INSTRUCTIONS TO FOLLOW =
Reproduce, exactly and in full, only the lines below from the one containing "configuration file failed." through the one containing "pub type Result<T, E".

+++

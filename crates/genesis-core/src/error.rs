//! Error taxonomy for genesis block construction and mining.

use thiserror::Error;

use crate::algorithm::Algorithm;

/// Errors raised while resolving configuration, encoding the block or
/// searching for a nonce.
#[derive(Debug, Error)]
pub enum GenesisError {
    /// The algorithm name is not one of the supported variants.
    #[error("Given algorithm must be one of: [SHA256|scrypt|X11|X13|X15], got {0:?}")]
    UnsupportedAlgorithm(String),

    /// No proof-of-work backend is registered for an externally hashed algorithm.
    #[error("Cannot run {0} algorithm: no hash backend registered")]
    MissingBackend(Algorithm),

    /// The public key is not valid hex.
    #[error("Invalid public key hex: {0}")]
    InvalidPubkeyHex(#[from] hex::FromHexError),

    /// The decoded public key is not an uncompressed 65-byte key.
    #[error("Public key must be 65 bytes, got {0}")]
    InvalidKeyLength(usize),

    /// The coinbase input script does not fit a single length byte.
    #[error("Coinbase script is {0} bytes, at most 255 are allowed")]
    ScriptTooLong(usize),

    /// The compact bits decode to an unusable target.
    #[error("Compact bits {0:#010x} do not encode a valid target")]
    InvalidBits(u32),

    /// Every nonce from the start value up to `u32::MAX` was tried.
    #[error("nonce space exhausted (search started at {start})")]
    NonceSpaceExhausted { start: u32 },

    /// The search worker pool could not be started.
    #[error("Failed to start worker pool: {0}")]
    WorkerPool(String),

    /// The scrypt parameters were rejected.
    #[error("scrypt: {0}")]
    Scrypt(String),

    /// A configuration value is malformed.
    #[error("Invalid configuration: {0}")]
    Config(String),

    /// Reading a configuration file failed.
    #[error(transparent)]
    Io(#[from] std::io::Error),

    /// A configuration file is not valid JSON.
    #[error(transparent)]
    Json(#[from] serde_json::Error),
}

/// Result alias used throughout the crate.
pub type Result<T, E = GenesisError> = core::result::Result<T, E>;
//! Coinbase input script and pay-to-pubkey output script construction.

use crate::error::{GenesisError, Result};

/// Leading bytes of the genesis coinbase script: push of 0x1d00ffff
/// followed by a push of the single byte 0x04.
pub const COINBASE_SCRIPT_PREFIX: [u8; 7] = [0x04, 0xff, 0xff, 0x00, 0x1d, 0x01, 0x04];

/// OP_PUSHDATA1
pub const OP_PUSHDATA1: u8 = 0x4c;

/// OP_CHECKSIG
pub const OP_CHECKSIG: u8 = 0xac;

/// Largest payload a bare push opcode can carry.
pub const MAX_DIRECT_PUSH: usize = 76;

/// Size of an uncompressed secp256k1 public key.
pub const PUBKEY_SIZE: usize = 65;

/// Largest script whose length fits the single length byte of the transaction.
pub const MAX_SCRIPT_SIZE: usize = 0xff;

/// Build the coinbase input script carrying the timestamp text.
///
/// Layout: `04ffff001d0104` [`4c`] `<len>` `<utf8 bytes>`. The pushdata
/// marker is only emitted when the text is longer than 76 bytes.
pub fn build_input_script(timestamp: &str) -> Result<Vec<u8>> {
    let payload = timestamp.as_bytes();
    let pushdata = payload.len() > MAX_DIRECT_PUSH;

    let script_len = COINBASE_SCRIPT_PREFIX.len() + usize::from(pushdata) + 1 + payload.len();
    if script_len > MAX_SCRIPT_SIZE {
        return Err(GenesisError::ScriptTooLong(script_len));
    }

    let mut script = Vec::with_capacity(script_len);
    script.extend_from_slice(&COINBASE_SCRIPT_PREFIX);
    if pushdata {
        script.push(OP_PUSHDATA1);
    }
    script.push(payload.len() as u8);
    script.extend_from_slice(payload);

    debug_assert_eq!(script.len(), script_len);
    Ok(script)
}

/// Decode a hex public key, requiring exactly 65 bytes.
pub fn parse_pubkey(pubkey_hex: &str) -> Result<[u8; PUBKEY_SIZE]> {
    let bytes = hex::decode(pubkey_hex.trim())?;
    bytes
        .as_slice()
        .try_into()
        .map_err(|_| GenesisError::InvalidKeyLength(bytes.len()))
}

/// Build the pay-to-pubkey output script: `41 <pubkey> ac`.
pub fn p2pk_script(pubkey: &[u8; PUBKEY_SIZE]) -> Vec<u8> {
    let mut script = Vec::with_capacity(PUBKEY_SIZE + 2);
    script.push(PUBKEY_SIZE as u8);
    script.extend_from_slice(pubkey);
    script.push(OP_CHECKSIG);
    script
}

/// Build the output script straight from hex key text.
pub fn build_output_script(pubkey_hex: &str) -> Result<Vec<u8>> {
    Ok(p2pk_script(&parse_pubkey(pubkey_hex)?))
}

+++

EXERCISE ANSWER =
    /// Reading a configuration file failed.
    #[error(transparent)]
    Io(#[from] std::io::Error),

    /// A configuration file is not valid JSON.
    #[error(transparent)]
    Json(#[from] serde_json::Error),
}

/// Result alias used throughout the crate.
pub type Result<T, E = GenesisError> = core::result::Result<T, E>;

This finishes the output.